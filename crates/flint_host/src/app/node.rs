use std::collections::BTreeMap;

use serde::{Deserialize, Serialize};
use thiserror::Error;

use super::math::{Vec3, Vec4};

#[derive(Debug, Clone, Copy, PartialEq, Eq, Hash, Serialize, Deserialize)]
#[serde(rename_all = "snake_case")]
pub enum VertexChannel {
    Position,
    Normal,
    Tangent,
    Binormal,
    Color,
    Uv0,
    Uv1,
}

impl VertexChannel {
    pub const fn component_count(self) -> usize {
        match self {
            VertexChannel::Position
            | VertexChannel::Normal
            | VertexChannel::Tangent
            | VertexChannel::Binormal => 3,
            VertexChannel::Color => 4,
            VertexChannel::Uv0 | VertexChannel::Uv1 => 2,
        }
    }
}

/// Interleaved vertex data laid out per `layout`.
#[derive(Debug, Clone, Default, PartialEq, Serialize, Deserialize)]
pub struct GeometryDesc {
    pub layout: Vec<VertexChannel>,
    pub vertices: Vec<f32>,
    #[serde(default)]
    pub indices: Vec<u16>,
}

#[derive(Debug, Clone, PartialEq, Eq, Error)]
pub enum GeometryError {
    #[error("geometry layout is empty")]
    EmptyLayout,
    #[error("geometry layout repeats channel {0:?}")]
    DuplicateChannel(VertexChannel),
    #[error("vertex data length {len} is not a multiple of the vertex stride {stride}")]
    RaggedVertices { len: usize, stride: usize },
    #[error("index {index} at position {position} is out of range for {vertex_count} vertices")]
    IndexOutOfRange {
        index: u16,
        position: usize,
        vertex_count: usize,
    },
}

impl GeometryDesc {
    pub fn stride(&self) -> usize {
        self.layout
            .iter()
            .map(|channel| channel.component_count())
            .sum()
    }

    pub fn vertex_count(&self) -> usize {
        let stride = self.stride();
        if stride == 0 {
            return 0;
        }
        self.vertices.len() / stride
    }

    pub fn validate(&self) -> Result<(), GeometryError> {
        if self.layout.is_empty() {
            return Err(GeometryError::EmptyLayout);
        }
        for (position, channel) in self.layout.iter().enumerate() {
            if self.layout[..position].contains(channel) {
                return Err(GeometryError::DuplicateChannel(*channel));
            }
        }
        let stride = self.stride();
        if self.vertices.len() % stride != 0 {
            return Err(GeometryError::RaggedVertices {
                len: self.vertices.len(),
                stride,
            });
        }
        let vertex_count = self.vertex_count();
        for (position, &index) in self.indices.iter().enumerate() {
            if index as usize >= vertex_count {
                return Err(GeometryError::IndexOutOfRange {
                    index,
                    position,
                    vertex_count,
                });
            }
        }
        Ok(())
    }
}

#[derive(Debug, Clone, PartialEq, Eq, Serialize, Deserialize)]
pub struct ProgramDesc {
    pub vertex_source: String,
    pub fragment_source: String,
}

#[derive(Debug, Clone, PartialEq, Eq, Serialize, Deserialize)]
pub struct TextureDesc {
    pub path: String,
    pub width: u32,
    pub height: u32,
    #[serde(default)]
    pub cube: bool,
}

#[derive(Debug, Clone, Copy, PartialEq, Serialize, Deserialize)]
pub struct Transform {
    #[serde(default)]
    pub position: Vec3,
    #[serde(default)]
    pub rotation: Vec3,
    #[serde(default = "unit_scale")]
    pub scale: Vec3,
}

fn unit_scale() -> Vec3 {
    Vec3::ONE
}

impl Default for Transform {
    fn default() -> Self {
        Self {
            position: Vec3::ZERO,
            rotation: Vec3::ZERO,
            scale: Vec3::ONE,
        }
    }
}

impl Transform {
    pub fn at(position: Vec3) -> Self {
        Self {
            position,
            ..Self::default()
        }
    }
}

#[derive(Debug, Clone, Copy, PartialEq, Serialize, Deserialize)]
#[serde(untagged)]
pub enum UniformValue {
    Float(f32),
    Vec4(Vec4),
}

#[derive(Debug, Clone, PartialEq, Serialize, Deserialize)]
pub struct TextDesc {
    pub value: String,
    pub color: Vec4,
    pub size: f32,
}

#[derive(Debug, Clone, Copy, Default, PartialEq, Eq, Serialize, Deserialize)]
pub struct Listeners {
    #[serde(default)]
    pub frame: bool,
    #[serde(default)]
    pub gaze_hover: bool,
    #[serde(default)]
    pub gesture: bool,
}

#[derive(Debug, Clone, Default, PartialEq, Serialize, Deserialize)]
#[serde(default)]
pub struct NodeDesc {
    pub name: Option<String>,
    pub geometry: Option<GeometryDesc>,
    pub program: Option<ProgramDesc>,
    pub texture: Option<TextureDesc>,
    pub transform: Transform,
    pub uniforms: BTreeMap<String, UniformValue>,
    pub text: Option<TextDesc>,
    pub listeners: Listeners,
    pub children: Vec<NodeDesc>,
}

impl NodeDesc {
    pub fn named(name: impl Into<String>) -> Self {
        Self {
            name: Some(name.into()),
            ..Self::default()
        }
    }

    pub fn with_position(mut self, position: Vec3) -> Self {
        self.transform.position = position;
        self
    }

    pub fn with_geometry(mut self, geometry: GeometryDesc) -> Self {
        self.geometry = Some(geometry);
        self
    }

    pub fn with_program(mut self, program: ProgramDesc) -> Self {
        self.program = Some(program);
        self
    }

    pub fn with_uniform(mut self, name: impl Into<String>, value: UniformValue) -> Self {
        self.uniforms.insert(name.into(), value);
        self
    }

    pub fn with_text(mut self, text: TextDesc) -> Self {
        self.text = Some(text);
        self
    }

    pub fn with_listeners(mut self, listeners: Listeners) -> Self {
        self.listeners = listeners;
        self
    }

    pub fn with_child(mut self, child: NodeDesc) -> Self {
        self.children.push(child);
        self
    }
}
use std::env;
use std::path::PathBuf;

use flint_host::{load_input_script, InputScript, InputScriptError, LoopConfig};
use thiserror::Error;
use tracing::info;
use tracing_subscriber::EnvFilter;

use super::config::{load_session_config, ConfigError, SessionConfig};
use super::gameplay::SpawnerApp;

pub(crate) const SESSION_CONFIG_ENV_VAR: &str = "FLINT_SESSION_CONFIG";

pub(crate) struct AppWiring {
    pub(crate) host: LoopConfig,
    pub(crate) app: SpawnerApp,
    pub(crate) script: InputScript,
}

#[derive(Debug, Error)]
pub(crate) enum StartupError {
    #[error("failed to read environment variable {var}: {source}")]
    EnvVar {
        var: &'static str,
        #[source]
        source: env::VarError,
    },
    #[error(transparent)]
    Config(#[from] ConfigError),
    #[error(transparent)]
    Script(#[from] InputScriptError),
}

pub(crate) fn build_app() -> Result<AppWiring, StartupError> {
    init_tracing();
    info!("=== Flint Spawner Startup ===");

    let config = match session_config_path()? {
        Some(path) => {
            info!(path = %path.display(), "session_config_loading");
            load_session_config(&path)?
        }
        None => {
            info!(var = SESSION_CONFIG_ENV_VAR, "session_config_default");
            SessionConfig::default()
        }
    };
    wire(config)
}

fn wire(config: SessionConfig) -> Result<AppWiring, StartupError> {
    let script = match &config.script_path {
        Some(path) => load_input_script(path)?,
        None => InputScript::from_entries(config.script)?,
    };
    info!(
        inputs = script.len(),
        cadence_seconds = config.gameplay.spawner.cadence_seconds,
        capacity = config.gameplay.spawner.capacity,
        "session_wired"
    );
    Ok(AppWiring {
        host: config.host,
        app: SpawnerApp::new(config.gameplay),
        script,
    })
}

fn session_config_path() -> Result<Option<PathBuf>, StartupError> {
    match env::var(SESSION_CONFIG_ENV_VAR) {
        Ok(raw) if raw.trim().is_empty() => Ok(None),
        Ok(raw) => Ok(Some(PathBuf::from(raw.trim()))),
        Err(env::VarError::NotPresent) => Ok(None),
        Err(source) => Err(StartupError::EnvVar {
            var: SESSION_CONFIG_ENV_VAR,
            source,
        }),
    }
}

fn init_tracing() {
    let filter = EnvFilter::try_from_default_env().unwrap_or_else(|_| EnvFilter::new("info"));
    tracing_subscriber::fmt()
        .with_env_filter(filter)
        .with_target(false)
        .with_thread_names(true)
        .compact()
        .init();
}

* * *

> [WHAT YOU ARE ASKED TO DO]
Read the data above. Pull out each line in which the string "None" appears.

> [ANSWER TO THIS TASK]
        None => {
        None => InputScript::from_entries(config.script)?,
        Ok(raw) if raw.trim().is_empty() => Ok(None),
        Err(env::VarError::NotPresent) => Ok(None),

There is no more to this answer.